Another thing to note is that Brotli’s max dictionary size is 16MB, which is another facet which makes this algorithm very web focused (as opposed to a more general purpose algorithm like LZMA).

Reply
Georgi Marinov (@Sanmayce) says:

September 26, 2015 at 10:18

Hi,
a good review and good for us all if Brotli manages to boost the browsing.

@cnxsoft
Please run your test with ‘dickens’ (from Silesia Corpus) too, it is one of the most used testdatafiles in compression community for a reason, it represents English texts in its fat book form (2 Bibles). Just use ‘-v’ option in order we all to see what is the Brotli’s decompression speed on your Vishera, on my old Core 2 laptop I reached 145 MB/s, for more info:
https://github.com/google/brotli/issues/174

Also, I shared my opinion with Brotli’s team about their current defaults and in short it still needs some tweaking and debugging. My superfast textual decompressor is 3x faster than Brotli on ‘dickens’ but yields:
10,192,446 dickens
03,740,418 dickens.Nakamichi
02,962,118 dickens.brotli

(3,740,418-2,962,118)/2,962,118*100= 26% less compression ratio.

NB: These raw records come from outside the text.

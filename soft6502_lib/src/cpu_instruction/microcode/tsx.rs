use super::*;

pub fn tsx(cpu: &mut CPU, cpu_instruction: &CPUInstruction) -> Result<LogLine> {
    let byte = cpu.registers.stack_pointer;
    cpu.registers.register_x = load(&mut cpu.registers, byte);

    Ok(LogLine::new(
        cpu_instruction,
        format!(
            "[X=0x{:02x}][S={}]",
            cpu.registers.register_x,
            cpu.registers.format_status()
        ),
    ))
}
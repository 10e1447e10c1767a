use ansi_term::Colour;
use anyhow::anyhow;
use log::{Level, LevelFilter, Log, Metadata, Record};

use crate::AppResult;

/*
 * StderrLogger
 * Minimal backend for the log facade, the processor only talks through
 * `trace!` and `debug!`.
 */
struct StderrLogger;

static LOGGER: StderrLogger = StderrLogger;

impl Log for StderrLogger {
    fn enabled(&self, metadata: &Metadata) -> bool {
        metadata.level() <= log::max_level()
    }

    fn log(&self, record: &Record) {
        if self.enabled(record.metadata()) {
            eprintln!("{} {}", paint_level(record.level()), record.args());
        }
    }

    fn flush(&self) {}
}

fn paint_level(level: Level) -> String {
    let label = format!("{: <5}", level);
    let colour = match level {
        Level::Error => Colour::Red,
        Level::Warn => Colour::Yellow,
        Level::Info => Colour::Green,
        Level::Debug => Colour::Cyan,
        Level::Trace => Colour::Fixed(240),
    };

    colour.paint(label).to_string()
}

pub fn init(level: LevelFilter) -> AppResult<()> {
    log::set_logger(&LOGGER).map_err(|e| anyhow!("cannot install logger: {}", e))?;
    log::set_max_level(level);

    Ok(())
}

It would be interesting to see how AMD Vishera executes Brotli&Shifune on ‘dickens’, the C source code is here:
https://software.intel.com/sites/default/files/managed/6d/27/Nakamichi_Shifune.zip

You can compile it like that:
gcc -O3 -fomit-frame-pointer Nakamichi_Shifune.c -o Nakamichi_Shifune.exe -D_N_XMM -D_N_prefetch_4096 -D_N_Branchfull

Reply
cnxsoft says:

September 27, 2015 at 20:34

@Georgi Marinov (@Sanmayce)
I can test it, but could you provide the download link for dickens?
A single script that I can run to provide the results you want would be even nicer.

Reply
Georgi Marinov (@Sanmayce) says:

September 28, 2015 at 00:23

@cnxsoft

>I can test it, but could you provide the download link for dickens?
Bravo, I very much want to see how “low caliber” CPUs execute them, ‘dickens’ is inhere:
http://sun.aei.polsl.pl/~sdeor/index.php?page=silesia
http://sun.aei.polsl.pl/~sdeor/corpus/dickens.bz2

>A single script that I can run to provide the results you want would be even nicer.
Sure, but I am lame in *nix prompt, so an “estimate” for *nix:

Step #1: Download the whole package all-in-one: https://mega.nz/#!c0hBkCYQ!U2irEQPbiig6xcUD0mXIVn7P-suzTcku6COKtkvKHmo
Step #2: Download the C source: https://software.intel.com/sites/default/files/managed/6d/27/Nakamichi_Shifune.zip
Step #3: Compile the C source: ./gcc -O3 -fomit-frame-pointer Nakamichi_Shifune.c -o Nakamichi_Shifune.elf -D_N_XMM -D_N_prefetch_4096 -D_N_Branchfull
Step #4: ./Nakamichi_Shifune.elf dickens.Nakamichi /report

Sorry for the burdensomeness, but my environment is Windows.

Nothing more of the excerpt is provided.